Глава 5. Арестование на рассвете

Глава 5. АРЕСТОВАНИЕ НА РАССВЕТЕ

По высочайшему повелению

10 апреля был знак. В маскараде, имевшем место в Дворянском собрании (тема маскарада является вновь, возвещая о скором финале), некая маска приблизится к Пальму и интимно шепнет ему о необходимости соблюдать осторожность. Петрашевский, в свою очередь, полагает, что все это вздор: попросту их решила разыграть девка Милютина (которую иные исследователи почему-то предпочитают именовать горничной: меж тем персонаж этот, возможно, соответствует плещеевской Насте). Хороший французский выговор таинственной незнакомки заставляет Пальма отвергнуть такое предположение.

15 апреля, на предпоследнем собрании в Коломне, Достоевский оглашает знаменитое Письмо.

“Что Вам 15 руб.? А мне это будет много... Ведь это просто срам, Андрей Александрович, что такие бедные сотрудники в “От<ечественных>записках””.

Наступает последний вечер: пятница, 22 апреля 1849 года. Антонелли аккуратно подсчитывает, что на сей раз собралось двенадцать человек — не считая хозяина. Засим перечисляются имена.

“Когда же настал вечер, Он возлег с двенадцатью учениками; и когда они ели, сказал: истинно говорю вам, что один из вас предаст Меня”.

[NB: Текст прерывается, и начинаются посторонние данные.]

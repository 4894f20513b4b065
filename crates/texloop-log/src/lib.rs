//! # TexLoop Log Parser
//!
//! Parser for the plain-text log files batch-mode TeX engines (pdfTeX, XeTeX)
//! write per run, producing a structured [`DiagnosticReport`].
//!
//! The log format is irregular and has no grammar; this crate classifies it
//! line by line with substring and prefix matches, handling:
//!
//! - **File stack tracking**: matching `(file.tex` and `)` pairs so errors
//!   can be attributed to the file the engine was reading
//! - **Error extraction**: `!`-prefixed blocks with their `l.<n>` source
//!   markers and echoed code fragments
//! - **Warnings and reference complaints**: `LaTeX Warning:` /
//!   `Package <name> Warning:` lines, with undefined reference/citation
//!   complaints split into their own category
//! - **Bad boxes**: `Overfull`/`Underfull` box notices with page attribution
//! - **Rerun detection**: the report's `rerun_needed` flag is set when the
//!   log asks for another pass (stale labels, cross-references, TOC)
//!
//! ## Example
//!
//! ```
//! use texloop_log::LogParser;
//!
//! let log = "LaTeX Warning: Reference `fig:a' undefined on input line 3.\n";
//! let report = LogParser::new().parse(log)?;
//! assert_eq!(report.references.len(), 1);
//! assert!(!report.rerun_needed);
//! # Ok::<(), texloop_log::MalformedLogError>(())
//! ```
//!
//! Reports serialize with serde, so they can be exported as JSON:
//!
//! ```no_run
//! use texloop_log::LogParser;
//! use std::fs;
//!
//! let log = fs::read_to_string("main.log")?;
//! let report = LogParser::new().parse(&log)?;
//! println!("{}", serde_json::to_string_pretty(&report)?);
//! # Ok::<(), Box<dyn std::error::Error>>(())
//! ```

/// Log grammar scanner.
pub mod parser;
/// Human-readable rendering of reports.
pub mod render;
/// Diagnostic report model.
pub mod report;

pub use parser::{LogParser, MalformedLogError};
pub use render::{render, FormattedLine, Severity};
pub use report::{BadBoxEntry, DiagnosticReport, ErrorEntry, ReferenceEntry, WarningEntry};
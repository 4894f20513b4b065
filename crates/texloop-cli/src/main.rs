use clap::{Parser, Subcommand};
use std::fs;
use std::path::PathBuf;
use std::process::ExitCode;
use texloop_build::{EngineKind, RunOutcome, Runner, RunnerConfig};
use texloop_log::{render, FormattedLine, LogParser, Severity};

#[derive(Parser)]
#[command(name = "texloop")]
#[command(about = "Rerun-until-converged driver for batch-mode TeX engines", long_about = None)]
struct Cli {
    #[command(subcommand)]
    command: Commands,
}

#[derive(Subcommand)]
enum Commands {
    /// Compile a document, rerunning until cross-references converge
    Build {
        /// Path to the .tex file (extension optional)
        #[arg(value_name = "FILE")]
        path: PathBuf,

        /// Attempt budget for the rerun loop
        #[arg(long, default_value_t = 5)]
        max_runs: u32,

        /// Keep rerunning even when a pass reports errors
        #[arg(long)]
        keep_going: bool,

        /// Use xelatex instead of pdflatex
        #[arg(long)]
        xetex: bool,

        /// Directory for the log and intermediate outputs
        #[arg(long, value_name = "DIR")]
        out_dir: Option<PathBuf>,
    },
    /// Parse an existing log file and report its diagnostics
    Parse {
        /// Path to the .log file
        #[arg(value_name = "FILE")]
        path: PathBuf,

        /// Emit the report as JSON instead of rendered lines
        #[arg(long)]
        json: bool,
    },
}

fn main() -> ExitCode {
    env_logger::init();
    let cli = Cli::parse();
    match run(cli) {
        Ok(code) => code,
        Err(err) => {
            eprintln!("texloop: {:#}", err);
            ExitCode::from(2)
        }
    }
}

fn run(cli: Cli) -> anyhow::Result<ExitCode> {
    match cli.command {
        Commands::Build {
            path,
            max_runs,
            keep_going,
            xetex,
            out_dir,
        } => {
            let config = RunnerConfig {
                max_runs,
                halt_on_errors: !keep_going,
                engine: if xetex {
                    EngineKind::Xelatex
                } else {
                    EngineKind::Pdflatex
                },
            };
            let outcome = Runner::new(config).compile_in(&path, out_dir)?;
            Ok(report_outcome(&outcome))
        }
        Commands::Parse { path, json } => {
            let raw = fs::read(&path)?;
            let report = LogParser::new().parse(&String::from_utf8_lossy(&raw))?;
            if json {
                println!("{}", serde_json::to_string_pretty(&report)?);
            } else {
                print_lines(&render(&report));
            }
            Ok(ExitCode::SUCCESS)
        }
    }
}

fn report_outcome(outcome: &RunOutcome) -> ExitCode {
    if let Some(report) = outcome.report() {
        print_lines(&render(report));
    }
    match outcome {
        RunOutcome::Success(_) => {
            log::info!("typesetting converged");
            ExitCode::SUCCESS
        }
        RunOutcome::HaltedOnError(_) => {
            eprintln!("texloop: stopped on errors");
            ExitCode::FAILURE
        }
        RunOutcome::ExhaustedRetries(_) => {
            eprintln!("texloop: still not converged after the last allowed run");
            ExitCode::FAILURE
        }
        RunOutcome::LogUnreadable(reason) => {
            eprintln!("texloop: no usable log: {}", reason);
            ExitCode::FAILURE
        }
        RunOutcome::Interrupted => {
            eprintln!("texloop: interrupted");
            ExitCode::FAILURE
        }
    }
}

fn print_lines(lines: &[FormattedLine]) {
    for line in lines {
        println!("{} {}", tag(line.severity), line.text);
    }
}

fn tag(severity: Severity) -> &'static str {
    match severity {
        Severity::Error => "[error]",
        Severity::Warning => "[warn ]",
        Severity::BoxNotice => "[box  ]",
        Severity::ReferenceNotice => "[ref  ]",
        Severity::Info => "[info ]",
    }
}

“Послушайте, молодой человек! — якобы молвил однажды граф П. А. Пален (главное действующее лицо в заговоре, поведшем к умерщвлению государя) тезке убиенного императора, Пестелю Павлу Ивановичу.— Если вы хотите сделать что-нибудь путем тайного общества, то это глупости, потому что, если вас двенадцать, двенадцатый непременно окажется предателем...”

Антонелли оказался тринадцатым.

В шесть часов пополудни Андрей Михайлович Достоевский, проходя по Загородному проспекту, неожиданно сталкивается с братом Федором. Брат жалуется на нездоровье; говорит, что хочет поехать на лето куда-нибудь подлечиться. Они условливаются сойтись послезавтра, в воскресенье,— у брата Михаила Михайловича.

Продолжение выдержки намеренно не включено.